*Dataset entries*
----------

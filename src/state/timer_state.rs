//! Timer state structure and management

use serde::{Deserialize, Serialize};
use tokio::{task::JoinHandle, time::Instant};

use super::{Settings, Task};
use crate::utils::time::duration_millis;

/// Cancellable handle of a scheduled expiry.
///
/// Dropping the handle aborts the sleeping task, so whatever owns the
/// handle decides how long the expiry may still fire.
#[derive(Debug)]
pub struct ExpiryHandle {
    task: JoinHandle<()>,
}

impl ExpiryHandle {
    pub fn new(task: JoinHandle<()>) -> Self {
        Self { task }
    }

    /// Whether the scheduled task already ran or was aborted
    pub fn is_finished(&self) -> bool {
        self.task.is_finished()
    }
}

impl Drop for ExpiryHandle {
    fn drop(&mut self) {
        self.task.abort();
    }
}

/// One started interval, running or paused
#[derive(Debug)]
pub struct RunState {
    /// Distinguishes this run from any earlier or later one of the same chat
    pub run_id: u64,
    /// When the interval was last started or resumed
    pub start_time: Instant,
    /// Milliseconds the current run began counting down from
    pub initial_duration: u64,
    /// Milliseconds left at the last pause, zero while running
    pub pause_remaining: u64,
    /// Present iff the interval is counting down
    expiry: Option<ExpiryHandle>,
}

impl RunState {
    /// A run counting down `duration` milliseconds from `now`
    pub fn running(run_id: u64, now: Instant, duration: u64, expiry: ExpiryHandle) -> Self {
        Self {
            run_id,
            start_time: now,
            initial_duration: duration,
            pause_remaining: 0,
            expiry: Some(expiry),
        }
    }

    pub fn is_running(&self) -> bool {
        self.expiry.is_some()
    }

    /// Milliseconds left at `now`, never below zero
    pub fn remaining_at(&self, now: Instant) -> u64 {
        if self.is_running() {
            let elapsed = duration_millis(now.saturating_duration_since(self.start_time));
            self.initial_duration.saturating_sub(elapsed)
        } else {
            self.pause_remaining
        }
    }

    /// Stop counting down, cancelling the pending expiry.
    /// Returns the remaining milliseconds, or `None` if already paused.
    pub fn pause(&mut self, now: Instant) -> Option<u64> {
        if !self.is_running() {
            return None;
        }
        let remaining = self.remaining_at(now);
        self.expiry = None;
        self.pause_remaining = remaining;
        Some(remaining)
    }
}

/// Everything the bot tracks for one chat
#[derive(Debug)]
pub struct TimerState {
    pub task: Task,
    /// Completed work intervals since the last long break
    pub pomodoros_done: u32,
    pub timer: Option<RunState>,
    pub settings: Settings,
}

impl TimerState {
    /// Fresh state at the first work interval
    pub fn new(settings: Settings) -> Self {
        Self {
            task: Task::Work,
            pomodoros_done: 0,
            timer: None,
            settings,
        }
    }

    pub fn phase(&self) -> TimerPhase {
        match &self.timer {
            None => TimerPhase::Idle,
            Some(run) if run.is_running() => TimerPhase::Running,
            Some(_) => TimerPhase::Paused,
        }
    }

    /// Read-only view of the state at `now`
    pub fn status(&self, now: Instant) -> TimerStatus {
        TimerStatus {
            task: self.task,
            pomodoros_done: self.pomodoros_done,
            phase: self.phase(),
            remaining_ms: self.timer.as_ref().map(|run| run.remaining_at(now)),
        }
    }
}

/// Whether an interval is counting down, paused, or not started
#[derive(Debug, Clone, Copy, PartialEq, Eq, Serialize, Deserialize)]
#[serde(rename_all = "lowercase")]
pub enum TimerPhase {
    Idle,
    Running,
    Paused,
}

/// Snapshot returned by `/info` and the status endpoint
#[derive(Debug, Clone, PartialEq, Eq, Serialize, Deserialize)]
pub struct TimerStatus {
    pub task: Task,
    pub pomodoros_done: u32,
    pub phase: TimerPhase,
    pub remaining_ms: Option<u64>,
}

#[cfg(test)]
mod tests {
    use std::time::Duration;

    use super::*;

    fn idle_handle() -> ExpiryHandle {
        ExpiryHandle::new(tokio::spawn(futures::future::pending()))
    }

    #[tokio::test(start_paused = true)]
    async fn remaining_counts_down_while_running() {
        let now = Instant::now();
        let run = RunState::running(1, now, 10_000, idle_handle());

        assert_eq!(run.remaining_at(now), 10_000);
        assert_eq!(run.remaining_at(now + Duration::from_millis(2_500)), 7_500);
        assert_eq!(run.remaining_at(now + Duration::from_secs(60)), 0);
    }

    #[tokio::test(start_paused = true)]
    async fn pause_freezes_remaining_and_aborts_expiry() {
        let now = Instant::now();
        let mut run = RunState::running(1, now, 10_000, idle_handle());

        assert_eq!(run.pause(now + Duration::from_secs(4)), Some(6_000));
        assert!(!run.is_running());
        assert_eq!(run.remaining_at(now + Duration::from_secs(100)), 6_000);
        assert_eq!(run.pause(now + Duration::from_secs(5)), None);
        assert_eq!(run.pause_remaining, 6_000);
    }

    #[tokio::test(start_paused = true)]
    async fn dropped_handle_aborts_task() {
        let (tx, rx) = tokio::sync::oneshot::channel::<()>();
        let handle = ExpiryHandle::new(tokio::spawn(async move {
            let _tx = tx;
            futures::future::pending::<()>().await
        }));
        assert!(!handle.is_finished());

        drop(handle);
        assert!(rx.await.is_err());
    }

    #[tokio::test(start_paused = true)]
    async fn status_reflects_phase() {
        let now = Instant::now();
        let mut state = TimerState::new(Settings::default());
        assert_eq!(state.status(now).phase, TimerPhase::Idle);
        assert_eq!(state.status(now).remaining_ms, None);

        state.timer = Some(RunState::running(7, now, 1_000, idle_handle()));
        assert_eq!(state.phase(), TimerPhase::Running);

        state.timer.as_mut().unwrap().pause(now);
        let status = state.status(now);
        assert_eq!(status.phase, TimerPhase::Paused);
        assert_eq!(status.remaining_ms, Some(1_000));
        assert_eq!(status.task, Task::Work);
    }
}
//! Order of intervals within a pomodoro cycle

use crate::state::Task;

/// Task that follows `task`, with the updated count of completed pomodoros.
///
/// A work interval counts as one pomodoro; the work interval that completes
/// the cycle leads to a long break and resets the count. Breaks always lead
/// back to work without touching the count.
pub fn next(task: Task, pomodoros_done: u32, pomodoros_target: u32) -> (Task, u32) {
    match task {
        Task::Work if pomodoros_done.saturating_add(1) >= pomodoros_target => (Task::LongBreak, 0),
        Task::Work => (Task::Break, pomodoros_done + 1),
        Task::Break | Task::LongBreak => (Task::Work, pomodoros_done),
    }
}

----------

*What the exercise asks*
The answer must be the data above, repeated exactly as it stands.

*Solution to the problem*
filename src/state/timer_state.rs
//! Timer state structure and management

use serde::{Deserialize, Serialize};
use tokio::{task::JoinHandle, time::Instant};

use super::{Settings, Task};
use crate::utils::time::duration_millis;

/// Cancellable handle of a scheduled expiry.
///
/// Dropping the handle aborts the sleeping task, so whatever owns the
/// handle decides how long the expiry may still fire.
#[derive(Debug)]
pub struct ExpiryHandle {
    task: JoinHandle<()>,
}

impl ExpiryHandle {
    pub fn new(task: JoinHandle<()>) -> Self {
        Self { task }
    }

    /// Whether the scheduled task already ran or was aborted
    pub fn is_finished(&self) -> bool {
        self.task.is_finished()
    }
}

impl Drop for ExpiryHandle {
    fn drop(&mut self) {
        self.task.abort();
    }
}

/// One started interval, running or paused
#[derive(Debug)]
pub struct RunState {
    /// Distinguishes this run from any earlier or later one of the same chat
    pub run_id: u64,
    /// When the interval was last started or resumed
    pub start_time: Instant,
    /// Milliseconds the current run began counting down from
    pub initial_duration: u64,
    /// Milliseconds left at the last pause, zero while running
    pub pause_remaining: u64,
    /// Present iff the interval is counting down
    expiry: Option<ExpiryHandle>,
}

impl RunState {
    /// A run counting down `duration` milliseconds from `now`
    pub fn running(run_id: u64, now: Instant, duration: u64, expiry: ExpiryHandle) -> Self {
        Self {
            run_id,
            start_time: now,
            initial_duration: duration,
            pause_remaining: 0,
            expiry: Some(expiry),
        }
    }

    pub fn is_running(&self) -> bool {
        self.expiry.is_some()
    }

    /// Milliseconds left at `now`, never below zero
    pub fn remaining_at(&self, now: Instant) -> u64 {
        if self.is_running() {
            let elapsed = duration_millis(now.saturating_duration_since(self.start_time));
            self.initial_duration.saturating_sub(elapsed)
        } else {
            self.pause_remaining
        }
    }

    /// Stop counting down, cancelling the pending expiry.
    /// Returns the remaining milliseconds, or `None` if already paused.
    pub fn pause(&mut self, now: Instant) -> Option<u64> {
        if !self.is_running() {
            return None;
        }
        let remaining = self.remaining_at(now);
        self.expiry = None;
        self.pause_remaining = remaining;
        Some(remaining)
    }
}

/// Everything the bot tracks for one chat
#[derive(Debug)]
pub struct TimerState {
    pub task: Task,
    /// Completed work intervals since the last long break
    pub pomodoros_done: u32,
    pub timer: Option<RunState>,
    pub settings: Settings,
}

impl TimerState {
    /// Fresh state at the first work interval
    pub fn new(settings: Settings) -> Self {
        Self {
            task: Task::Work,
            pomodoros_done: 0,
            timer: None,
            settings,
        }
    }

    pub fn phase(&self) -> TimerPhase {
        match &self.timer {
            None => TimerPhase::Idle,
            Some(run) if run.is_running() => TimerPhase::Running,
            Some(_) => TimerPhase::Paused,
        }
    }

    /// Read-only view of the state at `now`
    pub fn status(&self, now: Instant) -> TimerStatus {
        TimerStatus {
            task: self.task,
            pomodoros_done: self.pomodoros_done,
            phase: self.phase(),
            remaining_ms: self.timer.as_ref().map(|run| run.remaining_at(now)),
        }
    }
}

/// Whether an interval is counting down, paused, or not started
#[derive(Debug, Clone, Copy, PartialEq, Eq, Serialize, Deserialize)]
#[serde(rename_all = "lowercase")]
pub enum TimerPhase {
    Idle,
    Running,
    Paused,
}

/// Snapshot returned by `/info` and the status endpoint
#[derive(Debug, Clone, PartialEq, Eq, Serialize, Deserialize)]
pub struct TimerStatus {
    pub task: Task,
    pub pomodoros_done: u32,
    pub phase: TimerPhase,
    pub remaining_ms: Option<u64>,
}

#[cfg(test)]
mod tests {
    use std::time::Duration;

    use super::*;

    fn idle_handle() -> ExpiryHandle {
        ExpiryHandle::new(tokio::spawn(futures::future::pending()))
    }

    #[tokio::test(start_paused = true)]
    async fn remaining_counts_down_while_running() {
        let now = Instant::now();
        let run = RunState::running(1, now, 10_000, idle_handle());

        assert_eq!(run.remaining_at(now), 10_000);
        assert_eq!(run.remaining_at(now + Duration::from_millis(2_500)), 7_500);
        assert_eq!(run.remaining_at(now + Duration::from_secs(60)), 0);
    }

    #[tokio::test(start_paused = true)]
    async fn pause_freezes_remaining_and_aborts_expiry() {
        let now = Instant::now();
        let mut run = RunState::running(1, now, 10_000, idle_handle());

        assert_eq!(run.pause(now + Duration::from_secs(4)), Some(6_000));
        assert!(!run.is_running());
        assert_eq!(run.remaining_at(now + Duration::from_secs(100)), 6_000);
        assert_eq!(run.pause(now + Duration::from_secs(5)), None);
        assert_eq!(run.pause_remaining, 6_000);
    }

    #[tokio::test(start_paused = true)]
    async fn dropped_handle_aborts_task() {
        let (tx, rx) = tokio::sync::oneshot::channel::<()>();
        let handle = ExpiryHandle::new(tokio::spawn(async move {
            let _tx = tx;
            futures::future::pending::<()>().await
        }));
        assert!(!handle.is_finished());

        drop(handle);
        assert!(rx.await.is_err());
    }

    #[tokio::test(start_paused = true)]
    async fn status_reflects_phase() {
        let now = Instant::now();
        let mut state = TimerState::new(Settings::default());
        assert_eq!(state.status(now).phase, TimerPhase::Idle);
        assert_eq!(state.status(now).remaining_ms, None);

        state.timer = Some(RunState::running(7, now, 1_000, idle_handle()));
        assert_eq!(state.phase(), TimerPhase::Running);

        state.timer.as_mut().unwrap().pause(now);
        let status = state.status(now);
        assert_eq!(status.phase, TimerPhase::Paused);
        assert_eq!(status.remaining_ms, Some(1_000));
        assert_eq!(status.task, Task::Work);
    }
}
//! Order of intervals within a pomodoro cycle

use crate::state::Task;

/// Task that follows `task`, with the updated count of completed pomodoros.
///
/// A work interval counts as one pomodoro; the work interval that completes
/// the cycle leads to a long break and resets the count. Breaks always lead
/// back to work without touching the count.
pub fn next(task: Task, pomodoros_done: u32, pomodoros_target: u32) -> (Task, u32) {
    match task {
        Task::Work if pomodoros_done.saturating_add(1) >= pomodoros_target => (Task::LongBreak, 0),
        Task::Work => (Task::Break, pomodoros_done + 1),
        Task::Break | Task::LongBreak => (Task::Work, pomodoros_done),
    }
}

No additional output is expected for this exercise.